CITY OF PITTSBURGH, PETITIONER,
v.
PENNSYLVANIA PUBLIC UTILITY COMMISSION, RESPONDENT



PETITION FOR REVIEW (PUBLIC UTILITY COMMISSION)

COUNSEL

Ashley C. Schannauer, Asst. City Sol., D.R. Pellegrini, City Sol., City of Pittsburgh, Pittsburgh, for petitioner.

Charles F. Hoffman, Johnnie E. Sims, Regina L. Matz, Kathryn G. Sophy, Asst. Counsel, Bohdan R. Pankiw, Deputy Chief Counsel, John G. Alford, Acting Chief Counsel, Daniel P. Delaney, Chief Counsel, Pennsylvania Public Utility Com'n, Harrisburg, for respondent.

Thomas P. Gadsden, Alan L. Reed, Paul R. Bonney, Morgan, Lewis & Bockius, Philadelphia, for Western Pa. Water Co.

Crumlish, Jr., President Judge, and Craig, Doyle, Barry, Palladino, McGinley and Smith, JJ.

Author: Craig

[ 126 Pa. Commw. Page 669]

The City of Pittsburgh (city) has appealed an order of the Pennsylvania Public Utility Commission (PUC), dated July 1, 1988, which rejected the city's complaints against the Western Pennsylvania Water Company (WPW) alleging that WPW's rates illegally discriminate against ratepayers in the Greater Pittsburgh Area (defined below) as against WPW customers in WPW's other service areas.

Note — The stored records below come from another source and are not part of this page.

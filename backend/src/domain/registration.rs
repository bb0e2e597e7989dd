//! Course registration workflow.
//!
//! Registering a student on a course runs, in order: generate the student's
//! display identifier, open a transaction, insert the student, insert the
//! teacher, insert the course, link the enrollment, commit. The first
//! failure ends the workflow. Every failure after the transaction opens is
//! followed by a rollback, and the caller receives the original error with no
//! partial result. Nothing is retried.

use std::fmt;
use std::sync::Arc;

use async_trait::async_trait;
use tracing::{debug, warn};

use crate::domain::ports::{
    CourseRegistration, IdentifierGenerator, IdentifierPatternError, RegistrationStore,
    RegistrationStoreError, RegistrationTransaction,
};
use crate::domain::{
    Course, CourseId, CourseOffering, Error, NewCourse, NewStudent, PersonDetails,
    STUDENT_CODE_MAX_LENGTH, STUDENT_CODE_PATTERN, Student, StudentId, Teacher, TeacherId,
};

/// The rows created by one successful registration.
#[derive(Debug, Clone, PartialEq, Eq)]
pub struct Registration {
    pub student: Student,
    pub course: Course,
}

/// Failure of a registration, carrying the first error unchanged.
#[derive(Debug, Clone, PartialEq, Eq, thiserror::Error)]
pub enum RegistrationError {
    /// The identifier pattern was rejected; the store was never touched.
    #[error(transparent)]
    Pattern(#[from] IdentifierPatternError),
    /// The store failed to open, write, or commit.
    #[error(transparent)]
    Store(#[from] RegistrationStoreError),
}

impl From<RegistrationError> for Error {
    fn from(error: RegistrationError) -> Self {
        match &error {
            RegistrationError::Store(RegistrationStoreError::Connection { .. }) => {
                Error::service_unavailable(error.to_string())
            }
            RegistrationError::Pattern(_) | RegistrationError::Store(_) => {
                Error::internal(error.to_string())
            }
        }
    }
}

/// Progress markers of the workflow, used in logs.
#[derive(Debug, Clone, Copy, PartialEq, Eq)]
pub enum RegistrationStage {
    Start,
    IdentifierGenerated,
    TransactionOpen,
    StudentInserted,
    TeacherInserted,
    CourseInserted,
    EnrollmentLinked,
    Committed,
}

impl fmt::Display for RegistrationStage {
    fn fmt(&self, f: &mut fmt::Formatter<'_>) -> fmt::Result {
        let name = match self {
            Self::Start => "start",
            Self::IdentifierGenerated => "identifier_generated",
            Self::TransactionOpen => "transaction_open",
            Self::StudentInserted => "student_inserted",
            Self::TeacherInserted => "teacher_inserted",
            Self::CourseInserted => "course_inserted",
            Self::EnrollmentLinked => "enrollment_linked",
            Self::Committed => "committed",
        };
        f.write_str(name)
    }
}

struct InsertedIds {
    student: StudentId,
    teacher: TeacherId,
    course: CourseId,
}

/// Coordinates the registration transaction.
///
/// Stateless between calls; concurrent registrations each hold their own
/// transaction.
#[derive(Clone)]
pub struct CourseRegistrationService<S: ?Sized, G: ?Sized> {
    store: Arc<S>,
    identifiers: Arc<G>,
}

impl<S: ?Sized, G: ?Sized> CourseRegistrationService<S, G> {
    pub fn new(store: Arc<S>, identifiers: Arc<G>) -> Self {
        Self { store, identifiers }
    }
}

impl<S, G> CourseRegistrationService<S, G>
where
    S: RegistrationStore + ?Sized,
    G: IdentifierGenerator + ?Sized,
{
    /// Run the registration workflow.
    ///
    /// # Errors
    ///
    /// Returns the first [`RegistrationError`] raised. When it is a
    /// [`RegistrationError::Pattern`] no transaction was opened.
    pub async fn register(
        &self,
        student: PersonDetails,
        course: CourseOffering,
    ) -> Result<Registration, RegistrationError> {
        let student_code = self
            .identifiers
            .generate(STUDENT_CODE_PATTERN, STUDENT_CODE_MAX_LENGTH)
            .inspect_err(|error| log_failure(RegistrationStage::Start, error))?;
        debug!(stage = %RegistrationStage::IdentifierGenerated, %student_code, "registration progressed");

        let mut tx = self
            .store
            .begin()
            .await
            .inspect_err(|error| log_failure(RegistrationStage::IdentifierGenerated, error))?;
        debug!(stage = %RegistrationStage::TransactionOpen, "registration progressed");

        let new_student = NewStudent {
            student_code,
            person: student,
        };
        let ids = match write_rows(tx.as_mut(), &new_student, &course).await {
            Ok(ids) => ids,
            Err((stage, error)) => {
                log_failure(stage, &error);
                tx.rollback().await;
                return Err(error.into());
            }
        };

        tx.commit()
            .await
            .inspect_err(|error| log_failure(RegistrationStage::EnrollmentLinked, error))?;
        debug!(stage = %RegistrationStage::Committed, student_id = %ids.student, course_id = %ids.course, "registration progressed");

        let CourseOffering { details, teacher } = course;
        let teacher = Teacher::from_details(ids.teacher, teacher);
        Ok(Registration {
            student: Student::from_new(ids.student, new_student),
            course: Course::from_details(ids.course, details, teacher),
        })
    }
}

/// Issue the four inserts in order, reporting the last stage reached on
/// failure.
async fn write_rows(
    tx: &mut dyn RegistrationTransaction,
    student: &NewStudent,
    course: &CourseOffering,
) -> Result<InsertedIds, (RegistrationStage, RegistrationStoreError)> {
    let student_id = tx
        .insert_student(student)
        .await
        .map_err(|error| (RegistrationStage::TransactionOpen, error))?;
    debug!(stage = %RegistrationStage::StudentInserted, %student_id, "registration progressed");

    let teacher_id = tx
        .insert_teacher(&course.teacher)
        .await
        .map_err(|error| (RegistrationStage::StudentInserted, error))?;
    debug!(stage = %RegistrationStage::TeacherInserted, %teacher_id, "registration progressed");

    let new_course = NewCourse {
        details: course.details.clone(),
        teacher_id,
    };
    let course_id = tx
        .insert_course(&new_course)
        .await
        .map_err(|error| (RegistrationStage::TeacherInserted, error))?;
    debug!(stage = %RegistrationStage::CourseInserted, %course_id, "registration progressed");

    tx.link_enrollment(student_id, course_id)
        .await
        .map_err(|error| (RegistrationStage::CourseInserted, error))?;
    debug!(stage = %RegistrationStage::EnrollmentLinked, "registration progressed");

    Ok(InsertedIds {
        student: student_id,
        teacher: teacher_id,
        course: course_id,
    })
}

fn log_failure(reached: RegistrationStage, error: &dyn std::error::Error) {
    warn!(reached = %reached, error = %error, "registration failed");
}

#[async_trait]
impl<S, G> CourseRegistration for CourseRegistrationService<S, G>
where
    S: RegistrationStore + ?Sized,
    G: IdentifierGenerator + ?Sized,
{
    async fn register_course(
        &self,
        student: PersonDetails,
        course: CourseOffering,
    ) -> Result<Registration, Error> {
        self.register(student, course).await.map_err(Error::from)
    }
}
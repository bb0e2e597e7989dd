//! Shared helpers for integration tests.

use std::sync::{Mutex, PoisonError};

use registrar::outbound::persistence::{DbPool, PoolConfig, run_migrations};
use uuid::Uuid;

static MIGRATED: Mutex<bool> = Mutex::new(false);

/// Database URL for PostgreSQL-backed suites, or `None` to skip them.
pub fn database_url() -> Option<String> {
    match std::env::var("DATABASE_URL") {
        Ok(url) if !url.trim().is_empty() => Some(url),
        _ => {
            eprintln!("SKIP-DATABASE: DATABASE_URL is not set");
            None
        }
    }
}

/// Migrate the database once per test binary and return a fresh pool.
#[expect(
    clippy::await_holding_lock,
    reason = "serialises migrations across test threads, each on its own runtime"
)]
pub async fn migrated_pool(database_url: &str) -> DbPool {
    let mut migrated = MIGRATED.lock().unwrap_or_else(PoisonError::into_inner);
    if !*migrated {
        run_migrations(database_url).await.expect("migrations apply");
        *migrated = true;
    }
    drop(migrated);

    DbPool::new(
        PoolConfig::new(database_url)
            .with_max_size(4)
            .with_min_idle(None),
    )
    .await
    .expect("pool builds")
}

/// A surname no other test run will use, so row lookups stay local to a test.
pub fn unique_surname(prefix: &str) -> String {
    format!("{prefix}-{}", Uuid::new_v4().simple())
}
//! Domain ports and supporting types for the hexagonal boundary.
//!
//! Driving ports (`CourseRegistration`, `StudentDirectory`,
//! `TeacherDirectory`, `CourseCatalogue`) are called by inbound adapters.
//! Driven ports (`IdentifierGenerator`, `RegistrationStore` and the entity
//! repositories) are implemented by outbound adapters.

mod macros;
pub(crate) use macros::define_port_error;

mod course_catalogue;
mod course_registration;
mod course_repository;
mod identifier_generator;
mod registration_store;
mod repository_error;
mod student_directory;
mod student_repository;
mod teacher_directory;
mod teacher_repository;

pub use course_catalogue::CourseCatalogue;
#[cfg(test)]
pub use course_catalogue::MockCourseCatalogue;
pub use course_registration::CourseRegistration;
#[cfg(test)]
pub use course_registration::MockCourseRegistration;
pub use course_repository::CourseRepository;
#[cfg(test)]
pub use course_repository::MockCourseRepository;
#[cfg(test)]
pub use identifier_generator::MockIdentifierGenerator;
pub use identifier_generator::{IdentifierGenerator, IdentifierPatternError};
pub use registration_store::{RegistrationStore, RegistrationStoreError, RegistrationTransaction};
pub use repository_error::RepositoryError;
#[cfg(test)]
pub use student_directory::MockStudentDirectory;
pub use student_directory::StudentDirectory;
#[cfg(test)]
pub use student_repository::MockStudentRepository;
pub use student_repository::StudentRepository;
#[cfg(test)]
pub use teacher_directory::MockTeacherDirectory;
pub use teacher_directory::TeacherDirectory;
#[cfg(test)]
pub use teacher_repository::MockTeacherRepository;
pub use teacher_repository::TeacherRepository;
//! Inbound adapters that translate external requests into domain service
//! calls, keeping framework details at the edge.

pub mod http;
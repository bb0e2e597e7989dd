//! Driving port for single-course operations.

use async_trait::async_trait;

use crate::domain::{Course, CourseId, Error, NewCourse};

/// Course operations. Every returned course has its teacher resolved.
#[cfg_attr(test, mockall::automock)]
#[async_trait]
pub trait CourseCatalogue: Send + Sync {
    /// Create a course owned by an existing teacher.
    async fn create_course(&self, course: NewCourse) -> Result<Course, Error>;

    async fn get_course(&self, id: CourseId) -> Result<Course, Error>;

    async fn update_course(&self, id: CourseId, course: NewCourse) -> Result<Course, Error>;

    async fn delete_course(&self, id: CourseId) -> Result<(), Error>;
}
//! Request validation for the HTTP adapter.
//!
//! Checks run in a fixed order and the first failure is returned as an
//! `invalid_request` error. A field counts as missing when it is absent or
//! the empty string.

use crate::domain::{CourseDetails, CourseOffering, Error, PersonDetails};

use super::schemas::{CourseRequest, PersonRequest, RegisterCourseRequest};

fn require(value: &str, message: &'static str) -> Result<(), Error> {
    if value.is_empty() {
        return Err(Error::invalid_request(message));
    }
    Ok(())
}

/// Validate a student or teacher body.
pub(crate) fn validate_person(person: PersonRequest) -> Result<PersonDetails, Error> {
    require(&person.first_name, "first name is required")?;
    require(&person.last_name, "last name is required")?;
    Ok(person.into())
}

/// Validate a course body, returning its details and teacher reference.
pub(crate) fn validate_course(course: CourseRequest) -> Result<(CourseDetails, i32), Error> {
    require(&course.name, "course name is required")?;
    let CourseRequest {
        name,
        start_time,
        end_time,
        teacher_id,
    } = course;
    Ok((CourseDetails::new(name, start_time, end_time), teacher_id))
}

/// Validate a registration body.
///
/// Order: student present, student names, course present, course name,
/// teacher present, teacher names.
pub(crate) fn validate_registration(
    request: RegisterCourseRequest,
) -> Result<(PersonDetails, CourseOffering), Error> {
    let student = request
        .student
        .ok_or_else(|| Error::invalid_request("student is required"))?;
    let student = validate_person(student)?;

    let course = request
        .course
        .ok_or_else(|| Error::invalid_request("course is required"))?;
    require(&course.name, "course name is required")?;
    let details = course.details();
    let teacher = course
        .teacher
        .ok_or_else(|| Error::invalid_request("teacher is required"))?;
    let teacher = validate_person(teacher)?;

    Ok((student, CourseOffering { details, teacher }))
}
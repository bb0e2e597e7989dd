//! Driven port for the transactional writes behind course registration.
//!
//! A [`RegistrationStore`] opens one [`RegistrationTransaction`] per
//! registration. The transaction is consumed by `commit` or `rollback`, so a
//! finished transaction cannot be used again. Dropping an unfinished
//! transaction must discard its work; the Diesel adapter does this by
//! abandoning the connection so the server rolls back.

use async_trait::async_trait;

use crate::domain::{CourseId, NewCourse, NewStudent, PersonDetails, StudentId, TeacherId};

use super::define_port_error;

define_port_error! {
    /// Failures raised by registration store adapters.
    ///
    /// Messages carry the driver's text verbatim.
    pub enum RegistrationStoreError {
        /// No transaction could be opened.
        Connection { message: String } => "{message}",
        /// The store rejected a statement inside the transaction.
        ConstraintViolation { message: String } => "{message}",
        /// The commit itself failed; nothing was persisted.
        Commit { message: String } => "{message}",
    }
}

/// Opens registration transactions.
#[async_trait]
pub trait RegistrationStore: Send + Sync {
    /// Begin a new transaction on a dedicated connection.
    async fn begin(&self) -> Result<Box<dyn RegistrationTransaction>, RegistrationStoreError>;
}

/// An open transaction. Statements run in call order.
#[async_trait]
pub trait RegistrationTransaction: Send {
    async fn insert_student(
        &mut self,
        student: &NewStudent,
    ) -> Result<StudentId, RegistrationStoreError>;

    async fn insert_teacher(
        &mut self,
        teacher: &PersonDetails,
    ) -> Result<TeacherId, RegistrationStoreError>;

    async fn insert_course(&mut self, course: &NewCourse) -> Result<CourseId, RegistrationStoreError>;

    /// Insert the `students_courses` row joining a student to a course.
    async fn link_enrollment(
        &mut self,
        student_id: StudentId,
        course_id: CourseId,
    ) -> Result<(), RegistrationStoreError>;

    /// Commit the transaction. On failure the adapter has already attempted
    /// a rollback.
    async fn commit(self: Box<Self>) -> Result<(), RegistrationStoreError>;

    /// Roll the transaction back. Best effort: failures are logged by the
    /// adapter, never returned.
    async fn rollback(self: Box<Self>);
}
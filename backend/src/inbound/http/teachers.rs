//! Teacher HTTP handlers.
//!
//! ```text
//! POST   /teachers
//! GET    /teachers/teacher/{id}
//! PUT    /teachers/teacher/{id}
//! DELETE /teachers/teacher/{id}
//! ```

use actix_web::{HttpResponse, delete, get, post, put, web};

use crate::domain::TeacherId;
use crate::inbound::http::ApiResult;
use crate::inbound::http::schemas::{PersonRequest, SuccessResponse, TeacherResponse};
use crate::inbound::http::state::HttpState;
use crate::inbound::http::validation::validate_person;

#[utoipa::path(
    post,
    path = "/teachers",
    request_body = PersonRequest,
    responses(
        (status = 200, description = "Teacher created", body = TeacherResponse),
        (status = 400, description = "Invalid request", body = String, content_type = "text/plain"),
        (status = 500, description = "Store rejected the row", body = String, content_type = "text/plain")
    ),
    tags = ["teachers"],
    operation_id = "createTeacher"
)]
#[post("/teachers")]
pub async fn create_teacher(
    state: web::Data<HttpState>,
    payload: web::Json<PersonRequest>,
) -> ApiResult<HttpResponse> {
    let person = validate_person(payload.into_inner())?;
    let teacher = state.teachers.create_teacher(person).await?;
    Ok(HttpResponse::Ok().json(TeacherResponse {
        success: true,
        teacher: teacher.into(),
    }))
}

#[utoipa::path(
    get,
    path = "/teachers/teacher/{id}",
    params(("id" = i32, Path, description = "Teacher row id")),
    responses(
        (status = 200, description = "Teacher", body = TeacherResponse),
        (status = 404, description = "No such teacher", body = String, content_type = "text/plain")
    ),
    tags = ["teachers"],
    operation_id = "getTeacher"
)]
#[get("/teachers/teacher/{id}")]
pub async fn get_teacher(
    state: web::Data<HttpState>,
    path: web::Path<i32>,
) -> ApiResult<HttpResponse> {
    let teacher = state
        .teachers
        .get_teacher(TeacherId::new(path.into_inner()))
        .await?;
    Ok(HttpResponse::Ok().json(TeacherResponse {
        success: true,
        teacher: teacher.into(),
    }))
}

#[utoipa::path(
    put,
    path = "/teachers/teacher/{id}",
    params(("id" = i32, Path, description = "Teacher row id")),
    request_body = PersonRequest,
    responses(
        (status = 200, description = "Teacher updated", body = SuccessResponse),
        (status = 400, description = "Invalid request", body = String, content_type = "text/plain"),
        (status = 404, description = "No such teacher", body = String, content_type = "text/plain")
    ),
    tags = ["teachers"],
    operation_id = "updateTeacher"
)]
#[put("/teachers/teacher/{id}")]
pub async fn update_teacher(
    state: web::Data<HttpState>,
    path: web::Path<i32>,
    payload: web::Json<PersonRequest>,
) -> ApiResult<HttpResponse> {
    let person = validate_person(payload.into_inner())?;
    state
        .teachers
        .update_teacher(TeacherId::new(path.into_inner()), person)
        .await?;
    Ok(HttpResponse::Ok().json(SuccessResponse::ok()))
}

/// Delete a teacher. Fails with 409 while any course still names them.
#[utoipa::path(
    delete,
    path = "/teachers/teacher/{id}",
    params(("id" = i32, Path, description = "Teacher row id")),
    responses(
        (status = 200, description = "Teacher deleted", body = SuccessResponse),
        (status = 404, description = "No such teacher", body = String, content_type = "text/plain"),
        (status = 409, description = "Teacher still runs a course", body = String, content_type = "text/plain")
    ),
    tags = ["teachers"],
    operation_id = "deleteTeacher"
)]
#[delete("/teachers/teacher/{id}")]
pub async fn delete_teacher(
    state: web::Data<HttpState>,
    path: web::Path<i32>,
) -> ApiResult<HttpResponse> {
    state
        .teachers
        .delete_teacher(TeacherId::new(path.into_inner()))
        .await?;
    Ok(HttpResponse::Ok().json(SuccessResponse::ok()))
}
//! Course HTTP handlers.
//!
//! ```text
//! POST   /courses
//! GET    /courses/course/{id}
//! PUT    /courses/course/{id}
//! DELETE /courses/course/{id}
//! ```
//!
//! Course bodies name an existing teacher by `teacherID`; responses embed the
//! full teacher.

use actix_web::{HttpResponse, delete, get, post, put, web};

use crate::domain::{CourseId, NewCourse, TeacherId};
use crate::inbound::http::ApiResult;
use crate::inbound::http::schemas::{CourseRequest, CourseResponse, SuccessResponse};
use crate::inbound::http::state::HttpState;
use crate::inbound::http::validation::validate_course;

fn new_course(payload: CourseRequest) -> ApiResult<NewCourse> {
    let (details, teacher_id) = validate_course(payload)?;
    Ok(NewCourse {
        details,
        teacher_id: TeacherId::new(teacher_id),
    })
}

#[utoipa::path(
    post,
    path = "/courses",
    request_body = CourseRequest,
    responses(
        (status = 200, description = "Course created", body = CourseResponse),
        (status = 400, description = "Invalid request", body = String, content_type = "text/plain"),
        (status = 500, description = "Unknown teacher or bad dates", body = String, content_type = "text/plain")
    ),
    tags = ["courses"],
    operation_id = "createCourse"
)]
#[post("/courses")]
pub async fn create_course(
    state: web::Data<HttpState>,
    payload: web::Json<CourseRequest>,
) -> ApiResult<HttpResponse> {
    let course = state
        .courses
        .create_course(new_course(payload.into_inner())?)
        .await?;
    Ok(HttpResponse::Ok().json(CourseResponse {
        success: true,
        course: course.into(),
    }))
}

#[utoipa::path(
    get,
    path = "/courses/course/{id}",
    params(("id" = i32, Path, description = "Course row id")),
    responses(
        (status = 200, description = "Course with its teacher", body = CourseResponse),
        (status = 404, description = "No such course", body = String, content_type = "text/plain")
    ),
    tags = ["courses"],
    operation_id = "getCourse"
)]
#[get("/courses/course/{id}")]
pub async fn get_course(
    state: web::Data<HttpState>,
    path: web::Path<i32>,
) -> ApiResult<HttpResponse> {
    let course = state
        .courses
        .get_course(CourseId::new(path.into_inner()))
        .await?;
    Ok(HttpResponse::Ok().json(CourseResponse {
        success: true,
        course: course.into(),
    }))
}

#[utoipa::path(
    put,
    path = "/courses/course/{id}",
    params(("id" = i32, Path, description = "Course row id")),
    request_body = CourseRequest,
    responses(
        (status = 200, description = "Course updated", body = SuccessResponse),
        (status = 400, description = "Invalid request", body = String, content_type = "text/plain"),
        (status = 404, description = "No such course", body = String, content_type = "text/plain")
    ),
    tags = ["courses"],
    operation_id = "updateCourse"
)]
#[put("/courses/course/{id}")]
pub async fn update_course(
    state: web::Data<HttpState>,
    path: web::Path<i32>,
    payload: web::Json<CourseRequest>,
) -> ApiResult<HttpResponse> {
    let course = new_course(payload.into_inner())?;
    state
        .courses
        .update_course(CourseId::new(path.into_inner()), course)
        .await?;
    Ok(HttpResponse::Ok().json(SuccessResponse::ok()))
}

#[utoipa::path(
    delete,
    path = "/courses/course/{id}",
    params(("id" = i32, Path, description = "Course row id")),
    responses(
        (status = 200, description = "Course deleted", body = SuccessResponse),
        (status = 404, description = "No such course", body = String, content_type = "text/plain"),
        (status = 409, description = "Students are enrolled", body = String, content_type = "text/plain")
    ),
    tags = ["courses"],
    operation_id = "deleteCourse"
)]
#[delete("/courses/course/{id}")]
pub async fn delete_course(
    state: web::Data<HttpState>,
    path: web::Path<i32>,
) -> ApiResult<HttpResponse> {
    state
        .courses
        .delete_course(CourseId::new(path.into_inner()))
        .await?;
    Ok(HttpResponse::Ok().json(SuccessResponse::ok()))
}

The city filed two complaints, the first challenging rates in effect in November, 1987, and the second complaint challenging the rates proposed by WPW in its request for a general rate increase then pending before the PUC.

The city's complaints look to section 1304 of the Public Utility Code, 66 Pa.C.S. ยง 1304, which prohibits public utilities from granting unreasonable preferences or advantages and concludes by stating:

No public utility shall establish or maintain any unreasonable difference as to rates, either as between localities or as between classes of service.

The issues in this case constitute a further evolution of the rate structure questions raised by the city against WPW, and decided adversely to the city in a PUC decision affirmed by this court in City of Pittsburgh v. Pennsylvania Public Utility Commission (Pittsburgh I), 106 Pa. Commonwealth Ct. 437, 526 A.2d 1243 (1987).

Because WPW now consists of water plants formerly held by sixteen separate corporations, merged in 1972, WPW rate cases before the PUC in 1973, 1978, 1980, 1983 and 1984 embodied PUC approval of a gradual consolidation of the sixteen plants or districts into six, as of a January 1985 order of the PUC. Pittsburgh I, 106 Pa. Commonwealth Ct. at 441-2, 526 A.2d at 1245-6.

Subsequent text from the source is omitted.